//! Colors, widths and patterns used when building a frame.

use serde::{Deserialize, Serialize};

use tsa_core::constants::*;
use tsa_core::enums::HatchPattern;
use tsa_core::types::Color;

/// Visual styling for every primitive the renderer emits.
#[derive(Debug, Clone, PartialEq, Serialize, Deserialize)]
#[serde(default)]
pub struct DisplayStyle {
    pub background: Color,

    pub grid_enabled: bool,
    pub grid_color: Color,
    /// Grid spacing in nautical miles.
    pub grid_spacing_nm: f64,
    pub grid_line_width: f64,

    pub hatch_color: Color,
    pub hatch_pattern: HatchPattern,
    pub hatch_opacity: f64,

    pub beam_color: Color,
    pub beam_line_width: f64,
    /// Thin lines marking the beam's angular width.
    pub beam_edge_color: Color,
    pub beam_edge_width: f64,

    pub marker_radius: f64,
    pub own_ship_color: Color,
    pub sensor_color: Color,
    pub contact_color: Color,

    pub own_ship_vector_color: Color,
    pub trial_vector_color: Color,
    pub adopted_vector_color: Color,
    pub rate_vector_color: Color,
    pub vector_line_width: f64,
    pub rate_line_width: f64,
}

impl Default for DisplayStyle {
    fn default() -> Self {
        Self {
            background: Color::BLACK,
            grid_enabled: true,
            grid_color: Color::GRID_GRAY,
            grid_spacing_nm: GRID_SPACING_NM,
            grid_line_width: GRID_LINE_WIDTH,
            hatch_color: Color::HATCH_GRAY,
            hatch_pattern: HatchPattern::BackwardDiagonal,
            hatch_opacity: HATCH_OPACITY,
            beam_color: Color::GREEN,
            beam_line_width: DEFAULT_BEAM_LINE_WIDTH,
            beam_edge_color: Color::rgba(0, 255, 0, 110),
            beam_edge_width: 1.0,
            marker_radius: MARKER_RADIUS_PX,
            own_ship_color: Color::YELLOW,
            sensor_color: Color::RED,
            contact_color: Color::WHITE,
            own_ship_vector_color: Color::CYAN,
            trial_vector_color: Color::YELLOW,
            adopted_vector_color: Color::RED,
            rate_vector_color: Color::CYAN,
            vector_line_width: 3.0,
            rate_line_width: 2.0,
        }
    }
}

|---|

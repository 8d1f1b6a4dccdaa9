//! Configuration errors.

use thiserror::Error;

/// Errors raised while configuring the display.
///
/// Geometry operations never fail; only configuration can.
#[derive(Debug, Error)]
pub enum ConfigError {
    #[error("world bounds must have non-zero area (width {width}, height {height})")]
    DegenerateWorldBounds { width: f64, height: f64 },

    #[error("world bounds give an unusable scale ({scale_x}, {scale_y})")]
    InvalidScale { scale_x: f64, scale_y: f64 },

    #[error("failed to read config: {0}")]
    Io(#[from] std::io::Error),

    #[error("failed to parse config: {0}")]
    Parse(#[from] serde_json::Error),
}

|---|

- **What to work on**: In the listing above, find the line with "building a frame." and the line with "pub struct DisplayStyle", then print exactly those two lines and every line between them, and nothing more.

- **Answer for this exercise**:
//! Colors, widths and patterns used when building a frame.

use serde::{Deserialize, Serialize};

use tsa_core::constants::*;
use tsa_core::enums::HatchPattern;
use tsa_core::types::Color;

/// Visual styling for every primitive the renderer emits.
#[derive(Debug, Clone, PartialEq, Serialize, Deserialize)]
#[serde(default)]
pub struct DisplayStyle {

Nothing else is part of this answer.